use std::io;

fn main() {
    // Logs go to stderr; stdout carries rewritten sources in print mode
    exemplar_core::init_tracing();

    let code = exemplar_cli::run(std::env::args(), &mut io::stdout().lock(), &mut io::stderr());
    std::process::exit(code);
}
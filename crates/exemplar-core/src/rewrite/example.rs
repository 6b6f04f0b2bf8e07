/*!
# Example Transformer

The default [`Transformer`]: finds every site matching the compiled `before`
pattern and splices in the instantiated `after` text.
*/

use tracing::{debug, error, info, warn};
use tree_sitter::Node;

use super::patterns::{unify, Bindings, Unification};
use super::template::{is_delimiting, CompiledTemplate, TemplateError};
use super::{MatchStats, Transformer};
use crate::loader::{PackageId, TypeInfo};
use crate::syntax::{structural_children, Edit, SourceFile};

/// Upper bound on rewrite passes over one file
const MAX_PASSES: usize = 16;

/// Result of one pass over a file
#[derive(Debug, Default)]
struct Scan {
    edits: Vec<Edit>,
    /// Matches found inside an already matched subtree
    nested: usize,
}

/// Tree-sitter rewrite engine for one before/after template
pub struct ExampleTransformer {
    template: CompiledTemplate,
    stats: MatchStats,
    verbose: bool,
}

impl ExampleTransformer {
    pub fn new(template: &SourceFile, types: &TypeInfo) -> Result<Self, TemplateError> {
        let template = CompiledTemplate::compile(template, types)?;
        debug!(
            before = %template.before_text,
            after = %template.after.text,
            params = template.params.len(),
            "Compiled template"
        );
        Ok(Self {
            template,
            stats: MatchStats::new(),
            verbose: false,
        })
    }

    /// Report every rejected candidate at info level
    pub fn verbose(mut self, enabled: bool) -> Self {
        self.verbose = enabled;
        self
    }

    pub fn template(&self) -> &CompiledTemplate {
        &self.template
    }

    /// Edits for every outermost match in `file`, in source order
    pub fn find_edits(&mut self, types: &TypeInfo, file: &SourceFile) -> Vec<Edit> {
        self.scan(types, file, true).edits
    }

    /// One top-down pass over `file`
    ///
    /// Matches inside a matched subtree get no edit of their own; they are
    /// only counted so that the caller knows another pass is needed.
    fn scan(&mut self, types: &TypeInfo, file: &SourceFile, first_pass: bool) -> Scan {
        let mut scan = Scan::default();
        let Some(kind) = self.template.before.root_kind() else {
            return scan;
        };

        let mut bindings: Bindings<'_> = Vec::new();
        let mut stack = vec![(file.root(), false)];

        while let Some((node, inside_match)) = stack.pop() {
            let mut matched = inside_match;
            if node.kind() == kind {
                let counted = first_pass && !inside_match;
                if counted {
                    self.stats.candidates += 1;
                }
                match unify(
                    &self.template.before,
                    node,
                    file,
                    &self.template.params,
                    types,
                    &mut bindings,
                ) {
                    Unification::Matched if inside_match => scan.nested += 1,
                    Unification::Matched => {
                        scan.edits.push(self.replacement(node, file, &bindings));
                        matched = true;
                    }
                    Unification::TypeRejected { param, reason } if counted => {
                        self.stats.type_rejections += 1;
                        self.report_rejection(file, node, &param, &reason);
                    }
                    _ => {}
                }
            }

            let children = structural_children(node);
            stack.extend(children.into_iter().rev().map(|child| (child, matched)));
        }

        scan
    }

    fn replacement(&self, node: Node<'_>, file: &SourceFile, bindings: &Bindings<'_>) -> Edit {
        let bound: Vec<(&str, &'static str)> = bindings
            .iter()
            .map(|binding| match binding {
                Some(bound) => (file.text(*bound), bound.kind()),
                None => ("", "identifier"),
            })
            .collect();

        let mut text = self.template.after.instantiate(&bound);
        if self.template.after.loose && !is_delimiting(node.parent()) {
            text = format!("({text})");
        }
        Edit::new(node.byte_range(), text)
    }

    fn report_rejection(&self, file: &SourceFile, node: Node<'_>, param: &str, reason: &str) {
        let position = node.start_position();
        let location = format!(
            "{}:{}:{}",
            file.path().display(),
            position.row + 1,
            position.column + 1
        );
        if self.verbose {
            info!(
                "{location}: `{}` matches but `{param}` is not type-consistent: {reason}",
                file.text(node)
            );
        } else {
            debug!(%location, param, reason, "Rejected candidate");
        }
    }
}

impl Transformer for ExampleTransformer {
    /// Rewrites outermost matches first, then passes again over the result
    /// while the previous pass left matches nested inside a rewritten site
    fn transform(
        &mut self,
        types: &TypeInfo,
        package: &PackageId,
        file: &mut SourceFile,
    ) -> usize {
        let mut total = 0;

        for pass in 0..MAX_PASSES {
            let scan = self.scan(types, file, pass == 0);
            if scan.edits.is_empty() {
                break;
            }

            if let Err(e) = file.apply_edits(&scan.edits) {
                error!(
                    package = %package,
                    file = %file.path().display(),
                    error = %e,
                    "Failed to apply rewrites"
                );
                break;
            }
            total += scan.edits.len();

            if scan.nested == 0 {
                break;
            }
            if pass + 1 == MAX_PASSES {
                warn!(
                    file = %file.path().display(),
                    passes = MAX_PASSES,
                    "Nested matches remain; the template may reproduce its own pattern"
                );
            }
        }

        if total > 0 {
            self.stats.matches += total as u64;
            self.stats.files_changed += 1;
        }
        total
    }

    fn stats(&self) -> MatchStats {
        self.stats
    }
}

::::::

Proceeding from the line containing "const MAX_PASSES: usize = 16;" through the line containing "pub fn new(template: &SourceFile, types: &TypeInfo)", transcribe the lines above exactly, both end lines included.

• **TASK OUTPUT**:
const MAX_PASSES: usize = 16;

/// Result of one pass over a file
#[derive(Debug, Default)]
struct Scan {
    edits: Vec<Edit>,
    /// Matches found inside an already matched subtree
    nested: usize,
}

/// Tree-sitter rewrite engine for one before/after template
pub struct ExampleTransformer {
    template: CompiledTemplate,
    stats: MatchStats,
    verbose: bool,
}

impl ExampleTransformer {
    pub fn new(template: &SourceFile, types: &TypeInfo) -> Result<Self, TemplateError> {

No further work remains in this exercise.